VisionFive2 power on

Hi, I’m traying to power on VisionFive2 with power supply 5.2V - 3.0 A and 5V - 5A and I ca’nt get. Red light is on but not green light. Does anyone knows why? Thanks.

There are a lot of potential issues, but I think it is easier when you tell us more about your situation.
Are you trying to boot from micro SD, eMMC, or NVMe?
Which image are you trying to boot?
If you are booting from micro SD or eMMC, power should not be the issue.

1 Like

Which image ?
If using the latest, did you change the switches to read latest the SPL+U-boot and U-boot+OpenSBI directly from the SD card (or eMMC). Because the default ones that were written to the onboard QSPI NOR FLASH (switches default position when shipped) will not allow you to boot the latest image without being updated first.

2 Likes

Hi, thanks @LivingLinux and @mzs for answer. I’m using microSD and 202302 image.

2 Likes

I’ll try changing switches. Thanks @mzs.

1 Like

Ok, changing switches.

If a straight voltage, has to be 5.5V or over for the NB679 regulator.
Recommended Supply voltage … 5.5 V to 24 V
(The device is not guaranteed to function outside of its operating conditions)
USB-C connector, generally up to 3 or 5 Amp
so… 5V 5A up to 25W
12V 3A gives ~35W which is suggested for the VF2
or 20V 2A gives 40W

I’ll keep it in mind, thanks.

Worth noting that the NB679 will only start switching/regulating properly at 5.5v, but it will still hold it’s internal switching mosfet ‘on’ and allow the full supply to pass through relatively unimpeded at lower voltages.

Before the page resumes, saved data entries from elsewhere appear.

use chrono::{DateTime, Utc};
use ledger_core::types::{BalanceSummary, TransactionItem};
use serde::{Deserialize, Serialize};

/// Top-up request
#[derive(Debug, Deserialize, Serialize)]
pub struct TopUpRequest {
    pub idempotency_key: String,
    pub user_id: String,
    pub currency: String,
    pub value: String,
    pub merchant_data: Option<String>,
}

/// Reservation request
#[derive(Debug, Deserialize, Serialize)]
pub struct ReserveRequest {
    pub user_id: String,
    pub currency: String,
    pub value: String,
    pub order_id: String,
    pub item_id: Option<String>,
}

/// Commit request
#[derive(Debug, Deserialize, Serialize)]
pub struct CommitRequest {
    pub user_id: String,
    pub currency: String,
    pub value: String,
    pub order_id: String,
    pub item_id: Option<String>,
}

/// Cancellation request
#[derive(Debug, Deserialize, Serialize)]
pub struct CancelRequest {
    pub user_id: String,
    pub order_id: String,
    pub item_id: Option<String>,
}

/// Transaction-log read request. `cursor` replaces the other selectors;
/// timestamps are unix seconds.
#[derive(Debug, Deserialize, Serialize, Default)]
pub struct ListRequest {
    pub user_id: Option<String>,
    pub limit: Option<i64>,
    pub cursor: Option<String>,
    pub min_ts: Option<i64>,
    pub max_ts: Option<i64>,
}

/// Balance snapshot in wire form
#[derive(Debug, Serialize, Deserialize)]
pub struct BalanceData {
    pub user_id: String,
    pub currency: String,
    pub value: String,
    pub reserved_value: String,
    pub is_overdraft: bool,
}

impl BalanceData {
    pub fn from_summary(user_id: &str, summary: &BalanceSummary) -> Self {
        BalanceData {
            user_id: user_id.to_string(),
            currency: summary.currency.clone(),
            value: summary.available.to_fixed_string(),
            reserved_value: summary.reserved.to_fixed_string(),
            is_overdraft: summary.is_overdraft(),
        }
    }
}

/// Response of a mutation: the new transaction id (for top-ups and commits)
/// plus the refreshed balance snapshot
#[derive(Debug, Serialize, Deserialize)]
pub struct MutationResponse {
    /// Stringified to survive JSON number precision limits
    #[serde(skip_serializing_if = "Option::is_none")]
    pub transaction_id: Option<String>,
    pub user_balance: BalanceData,
}

/// Response of a balance read
#[derive(Debug, Serialize, Deserialize)]
pub struct BalanceResponse {
    pub user_balance: BalanceData,
}

/// One log row in wire form
#[derive(Debug, Serialize, Deserialize)]
pub struct TransactionData {
    pub currency: String,
    pub value: String,
    pub user_currency_value: String,
    pub is_top_up_transaction: bool,
    #[serde(skip_serializing_if = "Option::is_none")]
    pub order_id: Option<String>,
    #[serde(skip_serializing_if = "Option::is_none")]
    pub item_id: Option<String>,
    /// Unix seconds
    pub created_at: i64,
}

impl From<TransactionItem> for TransactionData {
    fn from(item: TransactionItem) -> Self {
        TransactionData {
            currency: item.currency,
            value: item.value.to_fixed_string(),
            user_currency_value: item.user_currency_value.to_fixed_string(),
            is_top_up_transaction: item.is_top_up,
            order_id: item.order_id,
            item_id: item.item_id,
            created_at: item.created_at.timestamp(),
        }
    }
}

/// Response of a transaction-log read
#[derive(Debug, Serialize, Deserialize)]
pub struct ListResponse {
    pub user_balance: BalanceData,
    pub transactions: Vec<TransactionData>,
    #[serde(skip_serializing_if = "Option::is_none")]
    pub next_cursor: Option<String>,
    pub total: i64,
}

/// Unix seconds to a UTC instant, discarding out-of-range values
pub fn timestamp_from_secs(secs: Option<i64>) -> Option<DateTime<Utc>> {
    secs.and_then(|secs| DateTime::from_timestamp(secs, 0))
}

#[cfg(test)]
mod tests {
    use super::*;
    use ledger_core::MoneyValue;

    #[test]
    fn test_balance_data_wire_form() {
        let summary = BalanceSummary {
            currency: "TRY".to_string(),
            available: MoneyValue::parse("-5.555").unwrap(),
            reserved: MoneyValue::parse("0").unwrap(),
        };
        let data = BalanceData::from_summary("mehmet", &summary);
        assert_eq!(data.value, "-5.56");
        assert_eq!(data.reserved_value, "0.00");
        assert!(data.is_overdraft);

        let encoded = serde_json::to_value(&data).unwrap();
        assert_eq!(encoded["user_id"], "mehmet");
        assert_eq!(encoded["currency"], "TRY");
        assert_eq!(encoded["value"], "-5.56");
    }

    #[test]
    fn test_mutation_response_omits_absent_id() {
        let response = MutationResponse {
            transaction_id: None,
            user_balance: BalanceData {
                user_id: "kwa".to_string(),
                currency: "USD".to_string(),
                value: "20.00".to_string(),
                reserved_value: "0.00".to_string(),
                is_overdraft: false,
            },
        };
        let encoded = serde_json::to_value(&response).unwrap();
        assert!(encoded.get("transaction_id").is_none());
    }

    #[test]
    fn test_timestamp_conversion() {
        assert_eq!(timestamp_from_secs(None), None);
        let ts = timestamp_from_secs(Some(1_668_963_843)).unwrap();
        assert_eq!(ts.timestamp(), 1_668_963_843);
    }
}
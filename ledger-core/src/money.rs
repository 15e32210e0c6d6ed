//! Fixed-point monetary values
//!
//! All arithmetic is exact within `Decimal`'s precision; rounding happens
//! only at boundaries: display, cross-currency conversion output, and the
//! final amounts the engine persists. Rounding is banker's (midpoint to
//! even) to 2 fractional digits.

use rust_decimal::{Decimal, RoundingStrategy};
use serde::{Deserialize, Serialize};
use std::fmt;
use std::ops::{Add, Div, Mul, Sub};

/// Fractional digits kept for persisted and displayed values
pub const MONEY_SCALE: u32 = 2;

/// A monetary amount
#[derive(
    Debug, Clone, Copy, PartialEq, Eq, PartialOrd, Ord, Serialize, Deserialize, sqlx::Type,
)]
#[sqlx(transparent)]
pub struct MoneyValue(Decimal);

impl MoneyValue {
    /// Zero amount
    pub const ZERO: MoneyValue = MoneyValue(Decimal::ZERO);

    /// Wrap a raw decimal
    pub fn new(value: Decimal) -> Self {
        MoneyValue(value)
    }

    /// Parse a decimal literal of the form `-?[0-9]+(\.[0-9]+)?`.
    ///
    /// Any other form (empty string, leading `+`, bare `.`, exponent
    /// notation, multiple points) is rejected.
    pub fn parse(input: &str) -> Option<Self> {
        let unsigned = input.strip_prefix('-').unwrap_or(input);
        let (int_part, frac_part) = match unsigned.split_once('.') {
            Some((int_part, frac_part)) => (int_part, Some(frac_part)),
            None => (unsigned, None),
        };
        if int_part.is_empty() || !int_part.bytes().all(|b| b.is_ascii_digit()) {
            return None;
        }
        if let Some(frac) = frac_part {
            if frac.is_empty() || !frac.bytes().all(|b| b.is_ascii_digit()) {
                return None;
            }
        }
        input.parse::<Decimal>().ok().map(MoneyValue)
    }

    /// The underlying decimal
    pub fn as_decimal(&self) -> Decimal {
        self.0
    }

    /// Strictly greater than zero
    pub fn is_positive(&self) -> bool {
        self.0 > Decimal::ZERO
    }

    /// Strictly less than zero
    pub fn is_negative(&self) -> bool {
        self.0 < Decimal::ZERO
    }

    /// Exactly zero
    pub fn is_zero(&self) -> bool {
        self.0.is_zero()
    }

    /// Banker's rounding to [`MONEY_SCALE`] fractional digits
    pub fn rounded(&self) -> MoneyValue {
        MoneyValue(
            self.0
                .round_dp_with_strategy(MONEY_SCALE, RoundingStrategy::MidpointNearestEven),
        )
    }

    /// Decimal literal with exactly two fractional digits, banker-rounded.
    /// This is the wire output format for all monetary values.
    pub fn to_fixed_string(&self) -> String {
        format!("{:.2}", self.rounded().0)
    }
}

impl fmt::Display for MoneyValue {
    fn fmt(&self, f: &mut fmt::Formatter<'_>) -> fmt::Result {
        write!(f, "{}", self.to_fixed_string())
    }
}

impl Add for MoneyValue {
    type Output = MoneyValue;

    fn add(self, rhs: MoneyValue) -> MoneyValue {
        MoneyValue(self.0 + rhs.0)
    }
}

impl Sub for MoneyValue {
    type Output = MoneyValue;

    fn sub(self, rhs: MoneyValue) -> MoneyValue {
        MoneyValue(self.0 - rhs.0)
    }
}

impl Mul<Decimal> for MoneyValue {
    type Output = MoneyValue;

    fn mul(self, rate: Decimal) -> MoneyValue {
        MoneyValue(self.0 * rate)
    }
}

impl Div<Decimal> for MoneyValue {
    type Output = MoneyValue;

    fn div(self, rate: Decimal) -> MoneyValue {
        MoneyValue(self.0 / rate)
    }
}

#[cfg(test)]
mod tests {
    use super::*;

    #[test]
    fn test_parse_accepts_decimal_literals() {
        assert_eq!(MoneyValue::parse("0"), Some(MoneyValue(Decimal::ZERO)));
        assert_eq!(
            MoneyValue::parse("20.00"),
            Some(MoneyValue(Decimal::new(2000, 2)))
        );
        assert_eq!(
            MoneyValue::parse("-1.50"),
            Some(MoneyValue(Decimal::new(-150, 2)))
        );
        assert_eq!(
            MoneyValue::parse("40"),
            Some(MoneyValue(Decimal::new(40, 0)))
        );
    }

    #[test]
    fn test_parse_rejects_other_forms() {
        for input in ["", "-", "+1", "1.", ".5", "20.0.0", "1e3", "1,5", "abc", "--1", "1 "] {
            assert!(MoneyValue::parse(input).is_none(), "accepted {input:?}");
        }
    }

    #[test]
    fn test_bankers_rounding() {
        let cases = [
            ("2.005", "2.00"),
            ("2.015", "2.02"),
            ("2.025", "2.02"),
            ("2.035", "2.04"),
            ("-2.005", "-2.00"),
            ("2.004", "2.00"),
            ("2.006", "2.01"),
        ];
        for (input, want) in cases {
            let value = MoneyValue::parse(input).unwrap();
            assert_eq!(value.to_fixed_string(), want, "rounding {input}");
        }
    }

    #[test]
    fn test_fixed_string_pads_to_two_digits() {
        assert_eq!(MoneyValue::parse("40").unwrap().to_fixed_string(), "40.00");
        assert_eq!(MoneyValue::parse("40.1").unwrap().to_fixed_string(), "40.10");
        assert_eq!(MoneyValue::ZERO.to_fixed_string(), "0.00");
    }

    #[test]
    fn test_arithmetic_is_exact() {
        let a = MoneyValue::parse("0.1").unwrap();
        let b = MoneyValue::parse("0.2").unwrap();
        assert_eq!(a + b, MoneyValue::parse("0.3").unwrap());
        assert_eq!(b - a, MoneyValue::parse("0.1").unwrap());

        let v = MoneyValue::parse("50").unwrap() * Decimal::new(106, 2);
        assert_eq!(v, MoneyValue::parse("53").unwrap());
    }

    #[test]
    fn test_sign_predicates() {
        assert!(MoneyValue::parse("0.01").unwrap().is_positive());
        assert!(MoneyValue::parse("-0.01").unwrap().is_negative());
        assert!(MoneyValue::parse("0.00").unwrap().is_zero());
        assert!(!MoneyValue::parse("0.00").unwrap().is_positive());
    }
}
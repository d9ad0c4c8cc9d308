//! Content-model tracking for suggestions
//!
//! For every element of a compiled grammar, [`ContentModel`] records which
//! child elements and attributes can occur and whether text is allowed.
//! [`ContentModelTracker`] follows a document through this table, reporting
//! names that no candidate element allows and answering what may come next
//! at the current position.

use indexmap::IndexMap;
use log::trace;
use serde::Serialize;
use std::sync::Arc;

use super::base::Attribute;
use super::validation::ValidationContext;
use crate::error::Result;
use crate::names::is_whitespace_only;
use crate::namespaces::QName;
use crate::pattern::{ElementId, NameClass, PatternGraph, PatternId};

/// What one element pattern allows directly inside it
#[derive(Debug, Clone, Serialize)]
pub struct ElementModel {
    /// The element's name class
    pub name_class: NameClass,
    /// Element patterns that may appear as children
    pub children: Vec<ElementId>,
    /// Name classes of the attributes it may carry
    pub attributes: Vec<NameClass>,
    /// Whether non-whitespace text may appear as content
    pub text_allowed: bool,
    /// Documentation attached to the element pattern
    pub documentation: Option<String>,
}

/// Per-element content summary of a compiled grammar
#[derive(Debug, Clone, Default, Serialize)]
pub struct ContentModel {
    elements: IndexMap<ElementId, ElementModel>,
    start: Vec<ElementId>,
}

impl ContentModel {
    /// Summarize every element reachable from `start`
    pub fn build(graph: &PatternGraph, start: PatternId) -> Self {
        let mut elements = IndexMap::new();
        for element in graph.reachable_elements(start) {
            let slot = graph.element(element);
            elements.insert(
                element,
                ElementModel {
                    name_class: slot.name_class.clone(),
                    children: graph.top_level_elements(slot.content),
                    attributes: graph.top_level_attributes(slot.content),
                    text_allowed: graph.pattern(slot.content).content_type().allows_text(),
                    documentation: slot.annotations.documentation().map(String::from),
                },
            );
        }
        Self {
            elements,
            start: graph.top_level_elements(start),
        }
    }

    /// The element patterns allowed as document element
    pub fn start_elements(&self) -> &[ElementId] {
        &self.start
    }

    /// Summary of one element pattern
    pub fn element(&self, id: ElementId) -> Option<&ElementModel> {
        self.elements.get(&id)
    }

    /// Number of element patterns
    pub fn len(&self) -> usize {
        self.elements.len()
    }

    /// Whether no element is reachable
    pub fn is_empty(&self) -> bool {
        self.elements.is_empty()
    }

    fn matching(&self, candidates: &[ElementId], name: &QName) -> Vec<ElementId> {
        candidates
            .iter()
            .copied()
            .filter(|id| {
                self.element(*id)
                    .map(|model| model.name_class.contains(name))
                    .unwrap_or(false)
            })
            .collect()
    }
}

#[derive(Debug)]
struct Frame {
    name: QName,
    // element patterns the open element may be an instance of; empty once
    // the element itself was not allowed
    candidates: Vec<ElementId>,
    text_reported: bool,
}

/// Follows a document through a [`ContentModel`]
#[derive(Debug)]
pub struct ContentModelTracker {
    model: Arc<ContentModel>,
    stack: Vec<Frame>,
}

impl ContentModelTracker {
    /// Create a tracker positioned before the document element
    pub fn new(model: Arc<ContentModel>) -> Self {
        Self {
            model,
            stack: Vec::new(),
        }
    }

    /// Return to the start of a document
    pub fn reset(&mut self) {
        self.stack.clear();
    }

    /// Current element nesting depth
    pub fn depth(&self) -> usize {
        self.stack.len()
    }

    // Element patterns allowed at the current position; `None` when unknown
    fn allowed_children(&self) -> Option<Vec<ElementId>> {
        match self.stack.last() {
            None => Some(self.model.start_elements().to_vec()),
            Some(frame) if frame.candidates.is_empty() => None,
            Some(frame) => {
                let mut children = Vec::new();
                for candidate in &frame.candidates {
                    if let Some(model) = self.model.element(*candidate) {
                        for child in &model.children {
                            if !children.contains(child) {
                                children.push(*child);
                            }
                        }
                    }
                }
                Some(children)
            }
        }
    }

    /// Enter an element, reporting it or its attributes if not allowed
    pub fn start_element(
        &mut self,
        context: &mut ValidationContext,
        name: &QName,
        attributes: &[Attribute],
    ) -> Result<()> {
        let candidates = match self.allowed_children() {
            Some(allowed) => {
                let matched = self.model.matching(&allowed, name);
                if matched.is_empty() {
                    match self.stack.last() {
                        None => context.error(format!("undeclared root element \"{}\"", name))?,
                        Some(parent) => context.error(format!(
                            "element \"{}\" not allowed in element \"{}\"",
                            name, parent.name
                        ))?,
                    }
                }
                matched
            }
            None => Vec::new(),
        };
        trace!("element {} matches {} patterns", name, candidates.len());

        if !candidates.is_empty() {
            for attribute in attributes {
                if attribute.name.namespace == crate::XMLNS_NAMESPACE {
                    continue;
                }
                let allowed = candidates.iter().any(|id| {
                    self.model
                        .element(*id)
                        .map(|model| model.attributes.iter().any(|nc| nc.contains(&attribute.name)))
                        .unwrap_or(false)
                });
                if !allowed {
                    context.error(format!(
                        "attribute \"{}\" not allowed on element \"{}\"",
                        attribute.name, name
                    ))?;
                }
            }
        }

        self.stack.push(Frame {
            name: name.clone(),
            candidates,
            text_reported: false,
        });
        Ok(())
    }

    /// Check character data against the current element
    pub fn characters(&mut self, context: &mut ValidationContext, text: &str) -> Result<()> {
        if is_whitespace_only(text) {
            return Ok(());
        }
        let text_allowed = self.text_allowed();
        match self.stack.last_mut() {
            Some(frame) if !frame.candidates.is_empty() && !frame.text_reported => {
                if !text_allowed {
                    frame.text_reported = true;
                    let message = format!("text not allowed in element \"{}\"", frame.name);
                    context.error(message)?;
                }
                Ok(())
            }
            Some(_) => Ok(()),
            None => context.error("text not allowed outside the document element"),
        }
    }

    /// Leave the current element
    pub fn end_element(&mut self) {
        self.stack.pop();
    }

    /// Name classes of the elements that may start at the current position
    pub fn expected_elements(&self) -> Vec<NameClass> {
        let mut names = Vec::new();
        for id in self.allowed_children().unwrap_or_default() {
            if let Some(model) = self.model.element(id) {
                if !names.contains(&model.name_class) {
                    names.push(model.name_class.clone());
                }
            }
        }
        names
    }

    /// Name classes of the attributes the current element may carry
    pub fn expected_attributes(&self) -> Vec<NameClass> {
        let mut names = Vec::new();
        for model in self.current_models() {
            for nc in &model.attributes {
                if !names.contains(nc) {
                    names.push(nc.clone());
                }
            }
        }
        names
    }

    /// Whether text may appear in the current element
    pub fn text_allowed(&self) -> bool {
        self.current_models().any(|model| model.text_allowed)
    }

    /// Documentation of the element patterns the current element matched
    pub fn documentation(&self) -> Vec<&str> {
        self.current_models()
            .filter_map(|model| model.documentation.as_deref())
            .collect()
    }

    fn current_models(&self) -> impl Iterator<Item = &ElementModel> + '_ {
        self.stack
            .last()
            .into_iter()
            .flat_map(|frame| frame.candidates.iter())
            .filter_map(|id| self.model.element(*id))
    }
}
//! XML namespace handling
//!
//! This module provides qualified names and the scoped prefix mappings used
//! while streaming a document through a validator.

use crate::error::{Error, Result};
use serde::{Deserialize, Serialize};
use std::fmt;

/// XML Namespace URI
pub type NamespaceUri = String;

/// Namespace prefix
pub type Prefix = String;

/// Qualified name (QName) - combination of namespace and local name
///
/// The empty string is "no namespace", as in RELAX NG.
#[derive(Debug, Clone, PartialEq, Eq, PartialOrd, Ord, Hash, Serialize, Deserialize)]
pub struct QName {
    /// Namespace URI (empty for no namespace)
    pub namespace: NamespaceUri,
    /// Local name
    pub local_name: String,
}

impl QName {
    /// Create a new QName
    pub fn new(namespace: impl Into<String>, local_name: impl Into<String>) -> Self {
        Self {
            namespace: namespace.into(),
            local_name: local_name.into(),
        }
    }

    /// Create a QName without a namespace
    pub fn local(local_name: impl Into<String>) -> Self {
        Self::new("", local_name)
    }

    /// Whether the name is in no namespace
    pub fn has_namespace(&self) -> bool {
        !self.namespace.is_empty()
    }
}

impl fmt::Display for QName {
    fn fmt(&self, f: &mut fmt::Formatter<'_>) -> fmt::Result {
        if self.namespace.is_empty() {
            write!(f, "{}", self.local_name)
        } else {
            write!(f, "{{{}}}{}", self.namespace, self.local_name)
        }
    }
}

/// Namespace context for resolving prefixes
///
/// Each element pushes a scope; declarations made in a scope are visible until
/// it is popped.
#[derive(Debug, Clone)]
pub struct NamespaceContext {
    /// Declarations, innermost scope last
    scopes: Vec<Vec<(Prefix, Option<NamespaceUri>)>>,
}

impl NamespaceContext {
    /// Create a new namespace context with a single (document) scope
    pub fn new() -> Self {
        Self {
            scopes: vec![Vec::new()],
        }
    }

    /// Discard all scopes and declarations
    pub fn reset(&mut self) {
        self.scopes.clear();
        self.scopes.push(Vec::new());
    }

    /// Open a new scope
    pub fn push_scope(&mut self) {
        self.scopes.push(Vec::new());
    }

    /// Close the innermost scope, dropping its declarations
    pub fn pop_scope(&mut self) {
        if self.scopes.len() > 1 {
            self.scopes.pop();
        }
    }

    /// Number of open scopes
    pub fn depth(&self) -> usize {
        self.scopes.len()
    }

    /// Declare a prefix in the innermost scope.
    ///
    /// An empty prefix is the default namespace; an empty URI undeclares it.
    pub fn add_prefix(&mut self, prefix: impl Into<String>, namespace: impl Into<String>) {
        let namespace = namespace.into();
        let namespace = if namespace.is_empty() {
            None
        } else {
            Some(namespace)
        };
        if let Some(scope) = self.scopes.last_mut() {
            scope.push((prefix.into(), namespace));
        }
    }

    /// Get the namespace bound to a prefix, if any
    pub fn get_namespace(&self, prefix: &str) -> Option<&str> {
        if prefix == "xml" {
            return Some(crate::XML_NAMESPACE);
        }
        self.scopes
            .iter()
            .rev()
            .flat_map(|scope| scope.iter().rev())
            .find(|(p, _)| p == prefix)
            .and_then(|(_, ns)| ns.as_deref())
    }

    /// Get the default namespace
    pub fn get_default_namespace(&self) -> Option<&str> {
        self.get_namespace("")
    }

    /// Find a prefix currently bound to `namespace`.
    ///
    /// Returns `Some("")` when it is the default namespace.
    pub fn get_prefix(&self, namespace: &str) -> Option<&str> {
        self.scopes
            .iter()
            .rev()
            .flat_map(|scope| scope.iter().rev())
            .filter(|(_, ns)| ns.as_deref() == Some(namespace))
            .map(|(p, _)| p.as_str())
            .find(|p| self.get_namespace(p) == Some(namespace))
    }

    /// Resolve a prefixed element name to a QName
    pub fn resolve(&self, prefixed_name: &str) -> Result<QName> {
        if let Some((prefix, local)) = prefixed_name.split_once(':') {
            let namespace = self
                .get_namespace(prefix)
                .ok_or_else(|| Error::Namespace(format!("Unknown prefix: {}", prefix)))?;
            Ok(QName::new(namespace, local))
        } else {
            Ok(QName::new(
                self.get_default_namespace().unwrap_or(""),
                prefixed_name,
            ))
        }
    }

    /// Resolve a prefixed attribute name; unprefixed attributes are in no namespace
    pub fn resolve_attribute(&self, prefixed_name: &str) -> Result<QName> {
        if prefixed_name.contains(':') {
            self.resolve(prefixed_name)
        } else {
            Ok(QName::local(prefixed_name))
        }
    }
}

impl Default for NamespaceContext {
    fn default() -> Self {
        Self::new()
    }
}

#[cfg(test)]
mod tests {
    use super::*;

    #[test]
    fn test_qname_creation() {
        let qname = QName::new("http://example.com", "element");
        assert_eq!(qname.namespace, "http://example.com");
        assert_eq!(qname.local_name, "element");
        assert!(qname.has_namespace());
    }

    #[test]
    fn test_qname_to_string() {
        let qname = QName::new("http://example.com", "element");
        assert_eq!(qname.to_string(), "{http://example.com}element");

        let qname_local = QName::local("element");
        assert_eq!(qname_local.to_string(), "element");
    }

    #[test]
    fn test_scoped_prefixes() {
        let mut ctx = NamespaceContext::new();
        ctx.add_prefix("a", "urn:outer");
        ctx.push_scope();
        ctx.add_prefix("a", "urn:inner");
        assert_eq!(ctx.get_namespace("a"), Some("urn:inner"));
        ctx.pop_scope();
        assert_eq!(ctx.get_namespace("a"), Some("urn:outer"));
    }

    #[test]
    fn test_default_namespace_undeclared() {
        let mut ctx = NamespaceContext::new();
        ctx.add_prefix("", "urn:default");
        ctx.push_scope();
        ctx.add_prefix("", "");
        assert_eq!(ctx.get_default_namespace(), None);
        assert_eq!(ctx.resolve("x").unwrap(), QName::local("x"));
        ctx.pop_scope();
        assert_eq!(ctx.resolve("x").unwrap(), QName::new("urn:default", "x"));
    }

    #[test]
    fn test_get_prefix_skips_shadowed() {
        let mut ctx = NamespaceContext::new();
        ctx.add_prefix("p", "urn:one");
        ctx.push_scope();
        ctx.add_prefix("p", "urn:two");
        assert_eq!(ctx.get_prefix("urn:one"), None);
        assert_eq!(ctx.get_prefix("urn:two"), Some("p"));
    }

    #[test]
    fn test_resolve_prefixed_name() {
        let mut ctx = NamespaceContext::new();
        ctx.add_prefix("xs", "http://www.w3.org/2001/XMLSchema");

        let qname = ctx.resolve("xs:element").unwrap();
        assert_eq!(qname.namespace, "http://www.w3.org/2001/XMLSchema");
        assert_eq!(qname.local_name, "element");
        assert!(ctx.resolve("nope:element").is_err());
        assert_eq!(
            ctx.resolve("xml:lang").unwrap().namespace,
            crate::XML_NAMESPACE
        );
    }
}
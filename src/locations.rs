//! Source locations
//!
//! Locations of grammar constructs (reported with restriction violations) and
//! of document events (reported with validation diagnostics).

use serde::{Deserialize, Serialize};
use std::fmt;

/// A position in a schema or document source
#[derive(Debug, Clone, PartialEq, Eq, Hash, Serialize, Deserialize)]
pub struct SourceLocation {
    /// System identifier (file name or URI) of the source, if known
    pub system_id: Option<String>,
    /// 1-based line number
    pub line: usize,
    /// 1-based column number
    pub column: usize,
}

impl SourceLocation {
    /// Create a new location
    pub fn new(system_id: Option<impl Into<String>>, line: usize, column: usize) -> Self {
        Self {
            system_id: system_id.map(|s| s.into()),
            line,
            column,
        }
    }

    /// Compute the line and column of a byte offset within `text`
    pub fn from_offset(system_id: Option<&str>, text: &str, offset: usize) -> Self {
        let offset = offset.min(text.len());
        let before = text.get(..offset).unwrap_or(text);
        let line = before.matches('\n').count() + 1;
        let column = match before.rfind('\n') {
            Some(newline) => before[newline + 1..].chars().count() + 1,
            None => before.chars().count() + 1,
        };
        Self {
            system_id: system_id.map(String::from),
            line,
            column,
        }
    }
}

impl fmt::Display for SourceLocation {
    fn fmt(&self, f: &mut fmt::Formatter<'_>) -> fmt::Result {
        match &self.system_id {
            Some(id) => write!(f, "{}:{}:{}", id, self.line, self.column),
            None => write!(f, "{}:{}", self.line, self.column),
        }
    }
}

#[cfg(test)]
mod tests {
    use super::*;

    #[test]
    fn test_location_display() {
        let loc = SourceLocation::new(Some("doc.xml"), 4, 2);
        assert_eq!(loc.to_string(), "doc.xml:4:2");

        let loc = SourceLocation::new(None::<String>, 1, 10);
        assert_eq!(loc.to_string(), "1:10");
    }

    #[test]
    fn test_location_from_offset() {
        let text = "<a>\n  <b/>\n</a>";
        let loc = SourceLocation::from_offset(None, text, 6);
        assert_eq!((loc.line, loc.column), (2, 3));

        let loc = SourceLocation::from_offset(Some("x.xml"), text, 0);
        assert_eq!((loc.line, loc.column), (1, 1));
        assert_eq!(loc.system_id.as_deref(), Some("x.xml"));
    }

    #[test]
    fn test_location_from_offset_past_end() {
        let loc = SourceLocation::from_offset(None, "ab", 99);
        assert_eq!((loc.line, loc.column), (1, 3));
    }
}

This is why the board will work even if you have a classic 5v USB supply. You are, however, really vulnerable to voltage dips if doing this, probably OK running from the SD but add a NVMe or some high power USB devices and you should pretty much expect problems unless the adapter and cabling are really solid. A proper USB-PD supply is the only way to be certain.

PS: If anyone is looking at the schematics page for the USB-C supply and wondering what this is:


It’s an ‘ideal diode’ that sits after the DC converter, and it’s ‘anode’ is the master 5v power rail for the whole board (incl. USB, fan and GPIO power). It works just like a regular diode but has (effectively) no forward voltage drop, no reverse leakage, and a higher breakdown threshold. It puzzled me so I went and, eventually, found out that ‘ideal diodes’ are a thing. The resistor, r91284 that can bypass this is NC (not fitted).

4 Likes

Thanks for explanation. Now I’m using a proper USB-PD supply. Before this, with low volatge (5v) I had problems with monitor.